Data entries:
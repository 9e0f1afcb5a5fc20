use anyhow::Result;
use serde::Serialize;
use std::io::{self, Write};
use tidycard_config::AppConfig;
use tidycard_core::Normalizer;

pub mod completions;
pub mod filter;
pub mod name;
pub mod normalize;
pub mod stats;

pub struct Context<'a> {
    pub json: bool,
    pub config: &'a AppConfig,
    pub normalizer: &'a Normalizer,
}

pub fn print_json<T: Serialize>(value: &T) -> Result<()> {
    let mut stdout = io::stdout().lock();
    serde_json::to_writer_pretty(&mut stdout, value)?;
    writeln!(stdout)?;
    Ok(())
}

pub fn percent(part: usize, total: usize) -> f64 {
    if total == 0 {
        0.0
    } else {
        part as f64 * 100.0 / total as f64
    }
}
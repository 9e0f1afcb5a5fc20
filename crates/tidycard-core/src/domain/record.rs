use serde::{Deserialize, Serialize};

/// One exported contact. The Spanish keys of the source export (`nombre`,
/// `telefono`, `nota`) are accepted on input.
#[derive(Debug, Clone, PartialEq, Eq, Serialize, Deserialize)]
pub struct ContactRecord {
    #[serde(default, alias = "nombre")]
    pub name: Option<String>,
    #[serde(alias = "telefono")]
    pub phone: String,
    #[serde(default, alias = "nota")]
    pub note: Option<String>,
}

impl ContactRecord {
    pub fn new(name: Option<&str>, phone: &str, note: Option<&str>) -> Self {
        Self {
            name: name.map(ToString::to_string),
            phone: phone.to_string(),
            note: note.map(ToString::to_string),
        }
    }

    pub fn sort_key(&self) -> String {
        self.name.as_deref().unwrap_or_default().to_lowercase()
    }
}

/// Stable sort by case-insensitive name. Records without a name sort first.
pub fn sort_by_name(records: &mut [ContactRecord]) {
    records.sort_by_cached_key(ContactRecord::sort_key);
}

/// Moves a date fragment lifted from the name into the note.
///
/// The fragment is prepended as `"<fragment> - <note>"` unless the note
/// already mentions it. Without a fragment the note is returned untouched.
pub fn merge_note(note: Option<&str>, fragment: Option<&str>) -> Option<String> {
    let Some(fragment) = fragment.map(str::trim).filter(|value| !value.is_empty()) else {
        return note.map(ToString::to_string);
    };

    let existing = note.map(str::trim).unwrap_or_default();
    let merged = if existing.contains(fragment) {
        existing.to_string()
    } else if existing.is_empty() {
        fragment.to_string()
    } else {
        format!("{fragment} - {existing}")
    };

    let tidy = tidy_note(&merged);
    if tidy.is_empty() {
        None
    } else {
        Some(tidy)
    }
}

// Collapses whitespace, repeated dash separators, and dangling dashes.
fn tidy_note(value: &str) -> String {
    let mut tokens: Vec<&str> = Vec::new();
    for token in value.split_whitespace() {
        if token.chars().all(|ch| ch == '-') {
            if tokens.last().map_or(true, |last| *last == "-") {
                continue;
            }
            tokens.push("-");
        } else {
            tokens.push(token);
        }
    }
    while tokens.last() == Some(&"-") {
        tokens.pop();
    }
    tokens.join(" ")
}

#[cfg(test)]
mod tests {
    use super::{merge_note, sort_by_name, ContactRecord};

    #[test]
    fn merge_note_prepends_fragment() {
        let merged = merge_note(Some("Reservó Apt 302"), Some("Abril 2025"));
        assert_eq!(merged.as_deref(), Some("Abril 2025 - Reservó Apt 302"));
    }

    #[test]
    fn merge_note_uses_fragment_for_empty_note() {
        assert_eq!(
            merge_note(None, Some("2024")).as_deref(),
            Some("2024")
        );
        assert_eq!(
            merge_note(Some("  "), Some("2024")).as_deref(),
            Some("2024")
        );
    }

    #[test]
    fn merge_note_skips_fragment_already_present() {
        let merged = merge_note(Some("Cliente desde Julio 2025"), Some("Julio 2025"));
        assert_eq!(merged.as_deref(), Some("Cliente desde Julio 2025"));
    }

    #[test]
    fn merge_note_cleans_dangling_dashes() {
        let merged = merge_note(Some("- - visita -"), Some("Mayo 2024"));
        assert_eq!(merged.as_deref(), Some("Mayo 2024 - visita"));
    }

    #[test]
    fn merge_note_without_fragment_keeps_note() {
        assert_eq!(merge_note(Some(" x  y "), None).as_deref(), Some(" x  y "));
        assert_eq!(merge_note(None, None), None);
    }

    #[test]
    fn records_accept_spanish_keys() {
        let record: ContactRecord = serde_json::from_str(
            r#"{"nombre": "Ana", "telefono": "+573001112233", "nota": null}"#,
        )
        .expect("parse");
        assert_eq!(record.name.as_deref(), Some("Ana"));
        assert_eq!(record.phone, "+573001112233");
        assert!(record.note.is_none());
    }

    #[test]
    fn sort_by_name_is_case_insensitive_with_unnamed_first() {
        let mut records = vec![
            ContactRecord::new(Some("beatriz"), "1", None),
            ContactRecord::new(Some("Andrea"), "2", None),
            ContactRecord::new(None, "3", None),
            ContactRecord::new(Some("Álvaro"), "4", None),
        ];
        sort_by_name(&mut records);
        let phones: Vec<&str> = records.iter().map(|r| r.phone.as_str()).collect();
        assert_eq!(phones, vec!["3", "2", "1", "4"]);
    }
}
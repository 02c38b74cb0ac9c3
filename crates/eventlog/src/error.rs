//! Event log error types.

use std::path::PathBuf;
use thiserror::Error;

/// Event log errors.
///
/// This enum is marked `#[non_exhaustive]` to allow adding new variants
/// in future versions without breaking downstream code.
#[derive(Debug, Error)]
#[non_exhaustive]
pub enum Error {
    /// Appending a record (or creating its directory) failed.
    ///
    /// A lost record is a data-loss failure, so this is always surfaced,
    /// but it says nothing about whether the logged operation succeeded.
    #[error("failed to write log entry to {}: {source}", path.display())]
    LogWrite {
        path: PathBuf,
        #[source]
        source: std::io::Error,
    },

    /// A log file exists but could not be opened or read.
    #[error("failed to read log {}: {source}", path.display())]
    LogRead {
        path: PathBuf,
        #[source]
        source: std::io::Error,
    },

    /// A line is not valid JSON or does not match the event schema.
    #[error("invalid log entry at {}:{line}: {message}", path.display())]
    LogDecode {
        path: PathBuf,
        /// 1-based line number of the offending line.
        line: usize,
        message: String,
    },

    /// An event could not be encoded as JSON.
    #[error("serialization error: {0}")]
    Serialization(#[from] serde_json::Error),

    /// An argument or filter is structurally invalid.
    #[error("invalid input: {0}")]
    Validation(String),
}

pub type Result<T> = std::result::Result<T, Error>;
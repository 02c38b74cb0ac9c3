//! Aggregate metrics over decoded events.

use crate::{LogEvent, Status};
use serde::{Deserialize, Serialize};
use std::collections::BTreeMap;

/// Count of events per normalized status. Statuses with no events are absent.
pub type StatusCounts = BTreeMap<Status, usize>;

/// Latency percentiles in milliseconds.
#[derive(Debug, Clone, Copy, PartialEq, Default, Serialize, Deserialize)]
pub struct Latency {
    pub p50: f64,
    pub p95: f64,
    pub p99: f64,
}

/// Totals, success rate, and latency over a set of events.
#[derive(Debug, Clone, PartialEq, Serialize, Deserialize)]
pub struct SummaryMetrics {
    pub total: usize,
    pub success_count: usize,
    pub failure_count: usize,
    /// Percentage of successes, rounded to two decimals.
    pub success_rate: f64,
    pub latency_ms: Latency,
}

impl SummaryMetrics {
    /// Summarizes `events` using each event's normalized outcome.
    ///
    /// Percentiles cover every event, failures included.
    pub fn from_events<'a, E, I>(events: I) -> Self
    where
        E: LogEvent + 'a,
        I: IntoIterator<Item = &'a E>,
    {
        let mut total = 0;
        let mut failure_count = 0;
        let mut durations = Vec::new();
        for event in events {
            total += 1;
            if event.is_failure() {
                failure_count += 1;
            }
            durations.push(event.duration_ms());
        }
        durations.sort_unstable();

        let success_count = total - failure_count;
        let success_rate = if total == 0 {
            0.0
        } else {
            round2(success_count as f64 / total as f64 * 100.0)
        };

        Self {
            total,
            success_count,
            failure_count,
            success_rate,
            latency_ms: Latency {
                p50: percentile(&durations, 50.0),
                p95: percentile(&durations, 95.0),
                p99: percentile(&durations, 99.0),
            },
        }
    }
}

/// Tallies events by normalized outcome.
pub fn status_counts<'a, E, I>(events: I) -> StatusCounts
where
    E: LogEvent + 'a,
    I: IntoIterator<Item = &'a E>,
{
    let mut counts = StatusCounts::new();
    for event in events {
        *counts.entry(event.outcome()).or_insert(0) += 1;
    }
    counts
}

/// Percentile of ascending `sorted` values by linear interpolation between
/// closest ranks.
///
/// Empty input yields `0.0`; a single value is returned as is.
pub fn percentile(sorted: &[u64], pct: f64) -> f64 {
    match sorted {
        [] => 0.0,
        [only] => *only as f64,
        _ => {
            let rank = (pct / 100.0) * (sorted.len() - 1) as f64;
            let lower = rank.floor();
            let upper = rank.ceil();
            if lower == upper {
                return sorted[lower as usize] as f64;
            }
            let weight = rank - lower;
            let interpolated =
                sorted[lower as usize] as f64 * (1.0 - weight) + sorted[upper as usize] as f64 * weight;
            round2(interpolated)
        }
    }
}

/// Arithmetic mean rounded to two decimals; `0.0` for no values.
pub fn mean(values: &[u64]) -> f64 {
    if values.is_empty() {
        return 0.0;
    }
    let sum: f64 = values.iter().map(|&v| v as f64).sum();
    round2(sum / values.len() as f64)
}

/// Rounds to two decimal places from the exact decimal expansion of `value`.
pub fn round2(value: f64) -> f64 {
    format!("{value:.2}").parse().unwrap_or(value)
}

#[cfg(test)]
mod tests {
    use super::*;
    use crate::{BuildEvent, ParseEvent, Timestamp};

    fn parse(status: Status, has_errors: bool, duration_ms: u64) -> ParseEvent {
        ParseEvent {
            timestamp: Timestamp::from("2026-01-01T00:00:00"),
            grammar: "a".to_string(),
            status,
            duration_ms,
            grammar_version: "unknown".to_string(),
            source_file: "input.json".into(),
            node_count: 1,
            has_errors,
            root_node_type: "document".to_string(),
            error_code: None,
            stderr_excerpt: None,
            diagnostics: vec![],
        }
    }

    #[test]
    fn test_percentile_interpolates() {
        assert_eq!(percentile(&[10, 20, 30, 40], 50.0), 25.0);
        assert_eq!(percentile(&[10, 20, 30, 40], 95.0), 38.5);
        assert_eq!(percentile(&[10, 20, 30, 40], 99.0), 39.7);
    }

    #[test]
    fn test_percentile_exact_rank() {
        assert_eq!(percentile(&[1, 2, 3], 50.0), 2.0);
        assert_eq!(percentile(&[1, 2, 3], 100.0), 3.0);
        assert_eq!(percentile(&[1, 2, 3], 0.0), 1.0);
    }

    #[test]
    fn test_percentile_degenerate_inputs() {
        assert_eq!(percentile(&[], 50.0), 0.0);
        assert_eq!(percentile(&[7], 99.0), 7.0);
    }

    #[test]
    fn test_percentile_rounds_to_two_decimals() {
        // rank = 0.99 * 2 = 1.98 -> 10 * 0.02 + 20 * 0.98, with float noise
        assert_eq!(percentile(&[0, 10, 20], 99.0), 19.8);
        assert_eq!(percentile(&[0, 1, 2, 3, 4, 5, 6], 95.0), 5.7);
    }

    #[test]
    fn test_empty_summary() {
        let events: Vec<BuildEvent> = Vec::new();
        let metrics = SummaryMetrics::from_events(&events);
        assert_eq!(metrics.total, 0);
        assert_eq!(metrics.success_count, 0);
        assert_eq!(metrics.failure_count, 0);
        assert_eq!(metrics.success_rate, 0.0);
        assert_eq!(metrics.latency_ms, Latency::default());
    }

    #[test]
    fn test_parse_summary_counts_error_trees_as_failures() {
        let events = vec![
            parse(Status::Success, false, 10),
            parse(Status::Success, true, 30),
            parse(Status::Failure, false, 20),
        ];
        let metrics = SummaryMetrics::from_events(&events);
        assert_eq!(metrics.total, 3);
        assert_eq!(metrics.success_count, 1);
        assert_eq!(metrics.failure_count, 2);
        assert_eq!(metrics.success_rate, 33.33);
        assert_eq!(metrics.latency_ms.p50, 20.0);

        let counts = status_counts(&events);
        assert_eq!(counts.get(&Status::Success), Some(&1));
        assert_eq!(counts.get(&Status::Failure), Some(&2));
    }

    #[test]
    fn test_status_counts_omit_absent_statuses() {
        let events = vec![parse(Status::Success, false, 1)];
        let counts = status_counts(&events);
        assert_eq!(counts.len(), 1);
        assert!(!counts.contains_key(&Status::Failure));
    }

    #[test]
    fn test_mean() {
        assert_eq!(mean(&[]), 0.0);
        assert_eq!(mean(&[5, 15, 25]), 15.0);
        assert_eq!(mean(&[1, 2]), 1.5);
        assert_eq!(mean(&[1, 1, 2]), 1.33);
    }

    #[test]
    fn test_metrics_serialize_with_latency_keys() {
        let metrics = SummaryMetrics::from_events(&[parse(Status::Success, false, 4)]);
        let value = serde_json::to_value(&metrics).unwrap();
        assert_eq!(value["latency_ms"]["p50"], 4.0);
        assert_eq!(value["success_rate"], 100.0);
    }
}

--- TASK GOAL ---
If a line in the entries above includes "format", count it; report the total alone.

--- WRITTEN ANSWER ---
2